- K-82 highlighted in red

Route information
- Maintained by KDOT
- Length: 21.076 mi (33.919 km)
- Existed: 1936–present

Major junctions
- West end: K-15 west of Wakefield
- US-77 near Bala
- North end: US-24 west of Leonardville

Location
- Country: United States
- State: Kansas
- Counties: Clay, Riley

Highway system
- Kansas State Highway System; Interstate; US; State; Spurs;
| ← US-81 |  | → US-83 |

= K-82 (Kansas highway) =

State highway in Kansas, U.S.

K-82 is an east-west state highway in the U.S. state of Kansas.
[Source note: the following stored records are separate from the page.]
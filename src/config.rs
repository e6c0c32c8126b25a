use std::ops::Range;

use crate::{ ConfigError, Interpolation, grid::sample_count };

#[cfg(feature = "serde")]
use serde::{ Deserialize, Serialize };

/// Which cubes a meshing pass visits.
#[cfg_attr(feature = "serde", derive(Serialize, Deserialize))]
#[derive(Clone, Copy, Debug, Default, PartialEq, Eq)]
pub enum Boundary {
    /// Only cubes whose 8 corners all lie inside the grid.
    #[default]
    Interior,
    /// Also cubes hanging one sample over each face of the grid. The missing
    /// samples read as 0, so a solid volume gets closed at its faces.
    Padded,
}

/// Meshing and brush settings as exposed to an inspector or config file.
///
/// Nothing here is trusted until [`MeshingConfig::validate`] accepts it.
#[cfg_attr(feature = "serde", derive(Serialize, Deserialize))]
#[derive(Clone, Copy, Debug, PartialEq)]
pub struct MeshingConfig {
    pub bound_size: i32,
    pub step: f32,
    pub iso_threshold: f32,
    pub interpolation: Interpolation,
    pub brush_radius: f32,
    pub brush_strength: f32,
    pub boundary: Boundary,
}

impl Default for MeshingConfig {
    fn default() -> Self {
        Self {
            bound_size: 16,
            step: 1.0,
            iso_threshold: 0.5,
            interpolation: Interpolation::HalfPoint,
            brush_radius: 2.0,
            brush_strength: 0.1,
            boundary: Boundary::Interior,
        }
    }
}

impl MeshingConfig {
    /// Checks every field and returns the parameters a meshing pass consumes.
    pub fn validate(&self) -> Result<MarchParams, ConfigError> {
        if self.bound_size <= 0 {
            return Err(ConfigError::NonPositiveBoundSize(self.bound_size as i64));
        }
        sample_count(self.bound_size as usize)?;
        // Written so NaN is rejected too
        if !(self.step > 0.0) {
            return Err(ConfigError::NonPositiveStep(self.step));
        }
        if !(self.brush_radius > 0.0) {
            return Err(ConfigError::NonPositiveBrushRadius(self.brush_radius));
        }

        Ok(MarchParams {
            bound_size: self.bound_size as usize,
            step: self.step,
            threshold: self.iso_threshold,
            interpolation: self.interpolation,
            boundary: self.boundary,
        })
    }
}

/// Validated parameters of one meshing pass.
#[derive(Clone, Copy, Debug, PartialEq)]
pub struct MarchParams {
    pub bound_size: usize,
    pub step: f32,
    pub threshold: f32,
    pub interpolation: Interpolation,
    pub boundary: Boundary,
}

impl MarchParams {
    /// Cube origins visited along each axis.
    pub fn cube_range(&self) -> Range<i32> {
        let n = self.bound_size as i32;
        match self.boundary {
            Boundary::Interior => 0..(n - 1).max(0),
            Boundary::Padded => -1..n,
        }
    }

    /// Number of cubes along each axis.
    #[inline]
    pub fn cubes_per_axis(&self) -> usize {
        self.cube_range().len()
    }
}

#[test]
fn default_config_is_valid() {
    let params = MeshingConfig::default().validate().unwrap();
    assert_eq!(params.bound_size, 16);
    assert_eq!(params.threshold, 0.5);
    assert_eq!(params.cube_range(), 0..15);
}

#[test]
fn rejects_bad_config() {
    let bad_size = MeshingConfig { bound_size: 0, ..Default::default() };
    assert_eq!(bad_size.validate(), Err(ConfigError::NonPositiveBoundSize(0)));

    let bad_size = MeshingConfig { bound_size: -4, ..Default::default() };
    assert_eq!(bad_size.validate(), Err(ConfigError::NonPositiveBoundSize(-4)));

    let too_big = MeshingConfig { bound_size: i32::MAX, ..Default::default() };
    assert_eq!(too_big.validate(), Err(ConfigError::BoundSizeTooLarge(i32::MAX as usize)));

    let bad_step = MeshingConfig { step: 0.0, ..Default::default() };
    assert_eq!(bad_step.validate(), Err(ConfigError::NonPositiveStep(0.0)));

    let nan_step = MeshingConfig { step: f32::NAN, ..Default::default() };
    assert!(matches!(nan_step.validate(), Err(ConfigError::NonPositiveStep(_))));

    let bad_brush = MeshingConfig { brush_radius: -1.0, ..Default::default() };
    assert_eq!(bad_brush.validate(), Err(ConfigError::NonPositiveBrushRadius(-1.0)));
}

#[test]
fn cube_ranges() {
    let mut params = MeshingConfig { bound_size: 4, ..Default::default() }.validate().unwrap();
    assert_eq!(params.cube_range(), 0..3);
    assert_eq!(params.cubes_per_axis(), 3);

    params.boundary = Boundary::Padded;
    assert_eq!(params.cube_range(), -1..4);
    assert_eq!(params.cubes_per_axis(), 5);

    params.bound_size = 1;
    params.boundary = Boundary::Interior;
    assert_eq!(params.cubes_per_axis(), 0);
}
The highway runs 21.076 mi from K-15 west of Wakefield to U.S. Route 24 (US-24) west of Leonardville. K-82 is an L-shaped route in Clay and Riley counties. The route's east–west and north–south segments are separated by a concurrency with US-77. K-82's east–west segment serves Wakefield and Milford Lake, an impoundment of the Republican River.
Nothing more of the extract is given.